> **Work instruction**
Reproduce precisely the lines between the start of the data below and the line with "impl IntoResponse for", both included.
··· Provided records ···
//! HTTP surface of an auth-gated component.
//!
//! Every gated route takes one of the access extractors below as its first
//! argument. The extractor runs the gate before the handler body, so a
//! rejected request never reaches handler logic.
//!
//! Status mapping:
//! - `401 Unauthorized`: missing or invalid credential
//! - `403 Forbidden`: valid credential, insufficient scope

use std::sync::Arc;

use axum::{
    Json, Router,
    extract::{FromRequestParts, Path, State, rejection::PathRejection},
    http::{StatusCode, header::AUTHORIZATION, request::Parts},
    response::{IntoResponse, Response},
    routing::get,
};
use serde::Serialize;

use crate::error::AuthError;
use crate::gate::{Access, AuthGate};
use crate::ids::{TenantId, TenantTimelineId, TimelineId};
use crate::scope::Resource;

/// Shared state for all handlers.
#[derive(Clone)]
pub struct AppState {
    pub gate: Arc<AuthGate>,
}

#[derive(Debug, Serialize)]
struct ErrorBody {
    msg: String,
}

impl IntoResponse for AuthError {
    fn into_response(self) -> Response {
        let status = if self.is_credential_failure() {
            StatusCode::UNAUTHORIZED
        } else {
            StatusCode::FORBIDDEN
        };
        tracing::info!("rejected request: {self}");
        (
            status,
            Json(ErrorBody {
                msg: self.to_string(),
            }),
        )
            .into_response()
    }
}

fn authorization(parts: &Parts) -> Option<&str> {
    // a non-ASCII header can never be a bearer token
    parts
        .headers
        .get(AUTHORIZATION)
        .map(|value| value.to_str().unwrap_or_default())
}

/// Run the gate for `resource` using the request's `Authorization` header.
fn check_request(gate: &AuthGate, parts: &Parts, resource: &Resource) -> Result<Access, AuthError> {
    gate.check_authorization_header(authorization(parts), resource)
}

/// Reject a request whose path did not parse. The credential is judged
/// first, so an enforcing gate never answers an unauthenticated caller
/// with anything but `401`.
fn reject_path(gate: &AuthGate, parts: &Parts, rejection: PathRejection) -> Response {
    match gate.authenticate_authorization_header(authorization(parts)) {
        Ok(()) => rejection.into_response(),
        Err(e) => e.into_response(),
    }
}

/// Access to one timeline's data.
#[derive(Debug)]
pub struct TenantDataAccess {
    pub ttid: TenantTimelineId,
    pub access: Access,
}

impl FromRequestParts<AppState> for TenantDataAccess {
    type Rejection = Response;

    async fn from_request_parts(parts: &mut Parts, state: &AppState) -> Result<Self, Self::Rejection> {
        let Path((tenant_id, timeline_id)) =
            match Path::<(TenantId, TimelineId)>::from_request_parts(parts, state).await {
                Ok(path) => path,
                Err(rejection) => return Err(reject_path(&state.gate, parts, rejection)),
            };
        let ttid = TenantTimelineId::new(tenant_id, timeline_id);
        let access = check_request(&state.gate, parts, &Resource::TenantData(ttid))
            .map_err(IntoResponse::into_response)?;
        Ok(Self { ttid, access })
    }
}

/// Access to one tenant's management API.
#[derive(Debug)]
pub struct TenantApiAccess {
    pub tenant_id: TenantId,
    pub access: Access,
}

impl FromRequestParts<AppState> for TenantApiAccess {
    type Rejection = Response;

    async fn from_request_parts(parts: &mut Parts, state: &AppState) -> Result<Self, Self::Rejection> {
        let Path(tenant_id) = match Path::<TenantId>::from_request_parts(parts, state).await {
            Ok(path) => path,
            Err(rejection) => return Err(reject_path(&state.gate, parts, rejection)),
        };
        let access = check_request(&state.gate, parts, &Resource::TenantApi(tenant_id))
            .map_err(IntoResponse::into_response)?;
        Ok(Self { tenant_id, access })
    }
}

/// Access to the component-wide management API.
#[derive(Debug)]
pub struct AdminApiAccess {
    pub access: Access,
}

impl FromRequestParts<AppState> for AdminApiAccess {
    type Rejection = Response;

    async fn from_request_parts(parts: &mut Parts, state: &AppState) -> Result<Self, Self::Rejection> {
        let access = check_request(&state.gate, parts, &Resource::AdminApi)
            .map_err(IntoResponse::into_response)?;
        Ok(Self { access })
    }
}

#[derive(Debug, Serialize)]
struct StatusBody {
    component: String,
    auth: String,
}

#[derive(Debug, Serialize)]
struct AccessBody {
    resource: String,
    /// `None` when the gate does not enforce.
    scope: Option<String>,
}

impl AccessBody {
    fn new(resource: &Resource, access: &Access) -> Self {
        Self {
            resource: resource.to_string(),
            scope: match access {
                Access::Unchecked => None,
                Access::Granted(scope) => Some(scope.to_string()),
            },
        }
    }
}

/// Build the router of a component.
#[must_use]
pub fn router(gate: Arc<AuthGate>) -> Router {
    Router::new()
        .route("/v1/status", get(status_handler))
        .route("/v1/tenant", get(list_tenants_handler))
        .route("/v1/tenant/{tenant_id}", get(tenant_handler))
        .route(
            "/v1/tenant/{tenant_id}/timeline/{timeline_id}/wal",
            get(timeline_wal_handler),
        )
        .with_state(AppState { gate })
}

async fn status_handler(State(state): State<AppState>) -> impl IntoResponse {
    Json(StatusBody {
        component: state.gate.component().to_string(),
        auth: state.gate.posture().to_string(),
    })
}

async fn list_tenants_handler(admin: AdminApiAccess) -> impl IntoResponse {
    Json(AccessBody::new(&Resource::AdminApi, &admin.access))
}

async fn tenant_handler(tenant: TenantApiAccess) -> impl IntoResponse {
    Json(AccessBody::new(
        &Resource::TenantApi(tenant.tenant_id),
        &tenant.access,
    ))
}

async fn timeline_wal_handler(timeline: TenantDataAccess) -> impl IntoResponse {
    tracing::debug!(ttid = %timeline.ttid, "serving timeline data");
    Json(AccessBody::new(
        &Resource::TenantData(timeline.ttid),
        &timeline.access,
    ))
}

#[cfg(test)]
mod tests {
    use super::*;
    use crate::scope::Scope;

    #[test]
    fn test_invalid_token_is_401() {
        let response = AuthError::InvalidToken("malformed JWT".to_string()).into_response();
        assert_eq!(response.status(), StatusCode::UNAUTHORIZED);
    }

    #[test]
    fn test_missing_credential_is_401() {
        let response = AuthError::MissingCredential.into_response();
        assert_eq!(response.status(), StatusCode::UNAUTHORIZED);
    }

    #[test]
    fn test_unauthorized_scope_is_403() {
        let response = AuthError::UnauthorizedScope {
            scope: Scope::SafekeeperData,
            resource: Resource::AdminApi,
        }
        .into_response();
        assert_eq!(response.status(), StatusCode::FORBIDDEN);
    }
}
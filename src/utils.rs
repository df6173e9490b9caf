use crate::error::{DeployError, DeployResult};
use regex::Regex;

/// Hidden files and folders are never deployed.
pub const DEFAULT_IGNORE_PATTERN: &str = "^[.]";

/// Name based exclusion rules for the local tree.
#[derive(Debug, Clone)]
pub struct IgnoreSet {
    patterns: Vec<Regex>,
}

impl IgnoreSet {
    pub fn new<S: AsRef<str>>(patterns: &[S]) -> DeployResult<Self> {
        let patterns = patterns
            .iter()
            .map(|p| {
                Regex::new(p.as_ref()).map_err(|source| DeployError::InvalidIgnorePattern {
                    pattern: p.as_ref().to_string(),
                    source,
                })
            })
            .collect::<DeployResult<Vec<_>>>()?;
        Ok(Self { patterns })
    }

    /// Matches against the entry name only, never the full path.
    pub fn is_ignored(&self, name: &str) -> bool {
        self.patterns.iter().any(|p| p.is_match(name))
    }
}

pub fn join_remote(parent: &str, name: &str) -> String {
    format!("{}/{}", parent.trim_end_matches('/'), name)
}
···
> **Result**
//! HTTP surface of an auth-gated component.
//!
//! Every gated route takes one of the access extractors below as its first
//! argument. The extractor runs the gate before the handler body, so a
//! rejected request never reaches handler logic.
//!
//! Status mapping:
//! - `401 Unauthorized`: missing or invalid credential
//! - `403 Forbidden`: valid credential, insufficient scope

use std::sync::Arc;

use axum::{
    Json, Router,
    extract::{FromRequestParts, Path, State, rejection::PathRejection},
    http::{StatusCode, header::AUTHORIZATION, request::Parts},
    response::{IntoResponse, Response},
    routing::get,
};
use serde::Serialize;

use crate::error::AuthError;
use crate::gate::{Access, AuthGate};
use crate::ids::{TenantId, TenantTimelineId, TimelineId};
use crate::scope::Resource;

/// Shared state for all handlers.
#[derive(Clone)]
pub struct AppState {
    pub gate: Arc<AuthGate>,
}

#[derive(Debug, Serialize)]
struct ErrorBody {
    msg: String,
}

impl IntoResponse for AuthError {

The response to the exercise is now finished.